MOTIFS DU JUGEMENT DE LA COUR : LE JUGE STONE
Date : 20010111
Dossier : A-539-00
CORAM: LE JUGE STONE
ENTRE :
LE COMMISSAIRE DE LA CONCURRENCE,
appelant,
- et -
SUPÉRIEUR PROPANE INC.
et PROPANE ICG INC.,
intimées.
(Prononcés à l'audience à Ottawa (Ontario),
le jeudi 11 janvier 2001)
le juge stone
[1] Il s'agit en l'espèce d'un appel d'une ordonnance du Tribunal de la concurrence, en date du 8 septembre 2000, rendue par le juge Nadon, agissant en cette qualité conformément au paragraphe 11(1) de la Loi sur Tribunal de la concurrence, L.R.C. (1985), ch. C-19 (2e suppl.).
[2] Le Tribunal a accueilli la requête des défenderesses visant à obtenir une ordonnance portant confirmation que l'ordonnance provisoire par consentement du 11 décembre 1998 (l'ordonnance de tenir les éléments d'actif séparés) n'est plus en vigueur depuis le 30 août 2000, date du rejet de la demande de l'appelant sous le régime de l'article 92 de la Loi sur la concurrence, L.R.C. (1985), ch. C-34 (la Loi).

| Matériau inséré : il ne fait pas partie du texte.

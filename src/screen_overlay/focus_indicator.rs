use std::sync::Arc;

use serde::{Deserialize, Serialize};
use tracing::debug;

use crate::event_model::{Rect, SurfaceId};

#[derive(Debug, Clone, PartialEq, Serialize, Deserialize)]
#[serde(default, deny_unknown_fields)]
pub struct IndicatorStyle {
    pub border_px: f64,
    pub color: String,
}

impl Default for IndicatorStyle {
    fn default() -> Self {
        Self {
            border_px: 2.0,
            color: "#3b82f6".to_owned(),
        }
    }
}

/// 要画出来的一帧焦点框
#[derive(Debug, Clone, PartialEq)]
pub struct IndicatorFrame {
    pub surface: SurfaceId,
    pub rect: Rect,
    pub style: IndicatorStyle,
}

/// 真正负责绘制的叠加层; `None` 表示移除焦点框
pub trait OverlayBackend: Send + Sync {
    fn present(&self, frame: Option<&IndicatorFrame>);
}

/// 只写日志的后端
#[derive(Debug, Default)]
pub struct TracingBackend;

impl OverlayBackend for TracingBackend {
    fn present(&self, frame: Option<&IndicatorFrame>) {
        match frame {
            Some(frame) => debug!(
                surface = %frame.surface,
                x = frame.rect.x,
                y = frame.rect.y,
                width = frame.rect.width,
                height = frame.rect.height,
                color = %frame.style.color,
                "focus indicator shown"
            ),
            None => debug!("focus indicator removed"),
        }
    }
}

/// 焦点框, 焦点会话期间由焦点仲裁独占
pub struct FocusIndicator {
    style: IndicatorStyle,
    frame: Option<IndicatorFrame>,
    backend: Arc<dyn OverlayBackend>,
}

impl std::fmt::Debug for FocusIndicator {
    fn fmt(&self, f: &mut std::fmt::Formatter<'_>) -> std::fmt::Result {
        f.debug_struct("FocusIndicator")
            .field("style", &self.style)
            .field("frame", &self.frame)
            .finish()
    }
}

impl FocusIndicator {
    pub fn new(style: IndicatorStyle, backend: Arc<dyn OverlayBackend>) -> Self {
        Self {
            style,
            frame: None,
            backend,
        }
    }

    /// 框住 `rect` 外沿, 向外扩出边框宽度
    pub fn install(&mut self, surface: SurfaceId, rect: Rect) {
        let border = self.style.border_px;
        let frame = IndicatorFrame {
            surface,
            rect: Rect::new(
                rect.x - border,
                rect.y - border,
                rect.width + border * 2.0,
                rect.height + border * 2.0,
            ),
            style: self.style.clone(),
        };
        self.backend.present(Some(&frame));
        self.frame = Some(frame);
    }

    pub fn remove(&mut self) {
        if self.frame.take().is_some() {
            self.backend.present(None);
        }
    }

    pub fn set_style(&mut self, style: IndicatorStyle) {
        self.style = style;
        if let Some(frame) = self.frame.as_mut() {
            frame.style = self.style.clone();
            self.backend.present(Some(&*frame));
        }
    }

    pub fn is_visible(&self) -> bool {
        self.frame.is_some()
    }

    pub fn frame(&self) -> Option<&IndicatorFrame> {
        self.frame.as_ref()
    }
}
use std::collections::HashMap;
use std::time::Duration;

use tokio::time::Instant;

use crate::error::ValidationError;
use crate::event_model::{
    EventKind, InputEvent, KeyboardInputEvent, MouseButton, MouseEventKind, MouseInputEvent, NO_BUTTON, TouchEventKind,
    TouchInputEvent,
};

/// 结构校验 + 按事件类型的固定窗口限流
///
/// 每种事件在一个 `rate_limit_ms` 窗口内最多放行一个, 窗口内的后续事件直接拒绝
#[derive(Debug)]
pub struct EventValidator {
    window: Duration,
    windows: HashMap<EventKind, Instant>,
}

impl EventValidator {
    pub fn new(rate_limit_ms: u64) -> Self {
        Self {
            window: Duration::from_millis(rate_limit_ms),
            windows: HashMap::new(),
        }
    }

    /// 通过时置上 `validated`
    pub fn validate(&self, event: &mut InputEvent) -> Result<(), ValidationError> {
        let timestamp = event.timestamp();
        if !timestamp.is_finite() || timestamp < 0.0 {
            return Err(ValidationError::Timestamp(timestamp));
        }
        match event {
            InputEvent::Mouse(mouse) => validate_mouse(mouse)?,
            InputEvent::Keyboard(key) => validate_keyboard(key)?,
            InputEvent::Touch(touch) => validate_touch(touch)?,
            InputEvent::Focus(_) => {}
        }
        event.mark_validated();
        Ok(())
    }

    pub fn check_rate_limit(&mut self, kind: EventKind) -> bool {
        self.check_rate_limit_at(kind, Instant::now())
    }

    fn check_rate_limit_at(&mut self, kind: EventKind, now: Instant) -> bool {
        if self.window.is_zero() {
            return true;
        }
        match self.windows.get(&kind) {
            Some(opened) if now.duration_since(*opened) < self.window => false,
            _ => {
                self.windows.insert(kind, now);
                true
            }
        }
    }

    pub fn update_config(&mut self, rate_limit_ms: u64) {
        self.window = Duration::from_millis(rate_limit_ms);
    }

    pub fn reset(&mut self) {
        self.windows.clear();
    }
}

fn validate_mouse(event: &MouseInputEvent) -> Result<(), ValidationError> {
    if !event.position().is_finite() {
        return Err(ValidationError::Coordinates { x: event.x, y: event.y });
    }
    if event.button != NO_BUTTON && MouseButton::try_from(event.button).is_err() {
        return Err(ValidationError::Button(event.button));
    }
    match event.kind {
        MouseEventKind::Scroll => match (event.delta_x, event.delta_y) {
            (Some(dx), Some(dy)) if dx.is_finite() && dy.is_finite() => {}
            _ => return Err(ValidationError::ScrollDelta),
        },
        MouseEventKind::Drag => match (event.drag_start_x, event.drag_start_y) {
            (Some(sx), Some(sy)) if sx.is_finite() && sy.is_finite() => {}
            _ => return Err(ValidationError::DragStart),
        },
        _ => {}
    }
    Ok(())
}

fn validate_keyboard(event: &KeyboardInputEvent) -> Result<(), ValidationError> {
    if event.key.is_empty() && event.key_code == 0 {
        return Err(ValidationError::KeyIdentity);
    }
    Ok(())
}

fn validate_touch(event: &TouchInputEvent) -> Result<(), ValidationError> {
    for point in event.touches.iter().chain(event.changed_touches.iter()) {
        let finite = [point.x, point.y, point.start_x, point.start_y]
            .iter()
            .all(|v| v.is_finite());
        if !finite {
            return Err(ValidationError::TouchPoint { id: point.id });
        }
    }
    if event.kind != TouchEventKind::Gesture {
        return Ok(());
    }
    if event.gesture_kind.is_none() {
        return Err(ValidationError::Gesture("gesture event without a gesture kind"));
    }
    if let Some(value) = event.gesture_value {
        if !value.is_finite() || value <= 0.0 {
            return Err(ValidationError::Gesture("gesture value must be finite and positive"));
        }
    }
    if event.gesture_center.is_some_and(|c| !c.is_finite()) {
        return Err(ValidationError::Gesture("gesture center is not finite"));
    }
    Ok(())
}
use std::path::Path;

use anyhow::Context;
use serde::{Deserialize, Serialize};

use crate::event_router::FocusConfig;
use crate::input_devices::{KeyboardConfig, MouseConfig, TouchConfig};

/// 默认的远端地址
pub const DEFAULT_ADDRESS: &str = "127.0.0.1:5959";

/// 编排器的流水线参数
#[derive(Debug, Clone, PartialEq, Serialize, Deserialize)]
#[serde(default, deny_unknown_fields)]
pub struct OrchestratorConfig {
    pub enable_mouse: bool,
    pub enable_keyboard: bool,
    pub enable_touch: bool,
    /// 出队间隔, 同时也是校验器里每种事件的限流窗口; 0 表示不限
    pub rate_limit_ms: u64,
    pub max_queue_size: usize,
    pub latency_threshold_ms: u64,
    /// 逐事件的 debug 日志
    pub enable_logging: bool,
}

impl Default for OrchestratorConfig {
    fn default() -> Self {
        Self {
            enable_mouse: true,
            enable_keyboard: true,
            enable_touch: true,
            rate_limit_ms: 16,
            max_queue_size: 1000,
            latency_threshold_ms: 500,
            enable_logging: false,
        }
    }
}

/// `update_config` 的增量, `None` 表示保持原值
#[derive(Debug, Clone, Default, PartialEq, Serialize, Deserialize)]
#[serde(default, deny_unknown_fields)]
pub struct OrchestratorConfigPatch {
    pub enable_mouse: Option<bool>,
    pub enable_keyboard: Option<bool>,
    pub enable_touch: Option<bool>,
    pub rate_limit_ms: Option<u64>,
    pub max_queue_size: Option<usize>,
    pub latency_threshold_ms: Option<u64>,
    pub enable_logging: Option<bool>,
}

impl OrchestratorConfig {
    pub fn apply(&mut self, patch: &OrchestratorConfigPatch) {
        macro_rules! merge {
            ($($field:ident),*) => {
                $(if let Some(value) = patch.$field {
                    self.$field = value;
                })*
            };
        }
        merge!(
            enable_mouse,
            enable_keyboard,
            enable_touch,
            rate_limit_ms,
            max_queue_size,
            latency_threshold_ms,
            enable_logging
        );
    }
}

#[derive(Debug, Clone, PartialEq, Serialize, Deserialize)]
#[serde(default, deny_unknown_fields)]
pub struct TransportConfig {
    pub address: String,
}

impl Default for TransportConfig {
    fn default() -> Self {
        Self {
            address: DEFAULT_ADDRESS.to_owned(),
        }
    }
}

/// `inputd.toml` 的全部内容, 缺省的节和字段都取默认值
#[derive(Debug, Clone, Default, PartialEq, Serialize, Deserialize)]
#[serde(default, deny_unknown_fields)]
pub struct InputdConfig {
    pub orchestrator: OrchestratorConfig,
    pub mouse: MouseConfig,
    pub keyboard: KeyboardConfig,
    pub touch: TouchConfig,
    pub focus: FocusConfig,
    pub transport: TransportConfig,
}

impl InputdConfig {
    pub fn load(path: impl AsRef<Path>) -> anyhow::Result<Self> {
        let path = path.as_ref();
        let text = std::fs::read_to_string(path).with_context(|| format!("failed to read {}", path.display()))?;
        Self::parse(&text).with_context(|| format!("invalid config {}", path.display()))
    }

    pub fn parse(text: &str) -> anyhow::Result<Self> {
        Ok(toml::from_str(text)?)
    }

    pub fn to_toml(&self) -> anyhow::Result<String> {
        toml::to_string_pretty(self).context("failed to render config")
    }
}

#[cfg(test)]
mod tests {
    use std::io::Write;

    use pretty_assertions::assert_eq;

    use super::*;

    #[test]
    fn empty_file_gives_defaults() {
        let config = InputdConfig::parse("").unwrap();
        assert_eq!(config, InputdConfig::default());
        assert_eq!(config.orchestrator.rate_limit_ms, 16);
        assert_eq!(config.orchestrator.max_queue_size, 1000);
        assert_eq!(config.touch.double_tap_threshold_ms, 300);
        assert_eq!(config.focus.indicator.color, "#3b82f6");
        assert_eq!(config.transport.address, DEFAULT_ADDRESS);
    }

    #[test]
    fn loads_partial_file() {
        let mut file = tempfile::NamedTempFile::new().unwrap();
        writeln!(
            file,
            r#"
[orchestrator]
rate_limit_ms = 8
enable_touch = false

[mouse]
sensitivity = 2.0

[[keyboard.shortcuts]]
key = "q"
modifiers = {{ ctrl = true }}
action = {{ custom = "quit" }}
"#
        )
        .unwrap();

        let config = InputdConfig::load(file.path()).unwrap();
        assert_eq!(config.orchestrator.rate_limit_ms, 8);
        assert!(!config.orchestrator.enable_touch);
        assert!(config.orchestrator.enable_mouse);
        assert_eq!(config.mouse.sensitivity, 2.0);
        assert_eq!(config.mouse.throttle_ms, 16);
        assert_eq!(config.keyboard.shortcuts.len(), 1);
    }

    #[test]
    fn unknown_keys_are_rejected() {
        let err = InputdConfig::parse("[orchestrator]\nrate_limit = 3\n").unwrap_err();
        assert!(format!("{err:#}").contains("rate_limit"));
        assert!(InputdConfig::load("/nonexistent/inputd.toml").is_err());
    }

    #[test]
    fn rendered_config_parses_back() {
        let mut config = InputdConfig::default();
        config.orchestrator.enable_logging = true;
        let text = config.to_toml().unwrap();
        assert_eq!(InputdConfig::parse(&text).unwrap(), config);
    }

    #[test]
    fn patch_only_touches_given_fields() {
        let mut config = OrchestratorConfig::default();
        config.apply(&OrchestratorConfigPatch {
            max_queue_size: Some(10),
            enable_logging: Some(true),
            ..Default::default()
        });
        assert_eq!(config.max_queue_size, 10);
        assert!(config.enable_logging);
        assert_eq!(config.rate_limit_ms, 16);
    }
}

[3] L'ordonnance de tenir les éléments d'actif séparés a été rendue en vertu de l'article 104 de la Loi, lequel dispose :
104. (1) Lorsqu'une demande d'ordonnance a été faite en application de la présente partie, sauf en ce qui concerne les ordonnances provisoires en vertu de l'article 100, le Tribunal peut, à la demande du commissaire, rendre toute ordonnance provisoire qu'il considère justifiée conformément aux principes normalement pris en considération par les cours supérieures en matières interlocutoires et d'injonction. (2) Une ordonnance provisoire rendue aux termes du paragraphe (1) contient les conditions et a effet pour la durée que le Tribunal estime nécessaires et suffisantes pour parer aux circonstances de l'affaire. (3) Lorsqu'une ordonnance provisoire a force d'application aux termes du paragraphe (1), le commissaire doit avec toute la diligence possible, mener à terme les procédures prévues par la présente partie à l'égard des agissements concernant lesquels l'ordonnance a été rendue. |
104. (1) Where an application has been made for an order under this Part, other than an interim order under section 100, the Tribunal, on application by the Commissioner, may issue such interim order as it considers appropriate, having regard to the principles ordinarily considered by superior courts when granting interlocutory or injunctive relief. (2) An interim order issued under subsection (1) shall be on such terms, and shall have effect for such period of time, as the Tribunal considers necessary and sufficient to meet the circumstances of the case. (3) Where an interim order issued under subsection (1) is in effect, the Commissioner shall proceed as expeditiously as possible to complete proceedings under this Part arising out of the conduct in respect of which the order was issued. |
[4] Ainsi qu'il est dit dans l'ordonnance de tenir les éléments d'actif séparés, la demande faite en application de l'article 104 visait à [TRADUCTION] « préserver l'indépendance, la viabilité, les activités et la capacité concurrentielle de ICG Enterprise » pour une « période provisoire » . Selon la définition qu'en donnait l'ordonnance, la « période provisoire » s'entendait de [TRADUCTION] « la période commençant à la date du prononcé de la présente ordonnance provisoire et se terminant à la date convenue entre le directeur et Supérieur Propane Inc. ou fixée par ordonnance du Tribunal » . Aux termes du paragraphe 31, l'ordonnance devait entrer en vigueur le jour de son prononcé [TRADUCTION] « et cesser d'avoir effet à la date fixée par ordonnance du Tribunal » .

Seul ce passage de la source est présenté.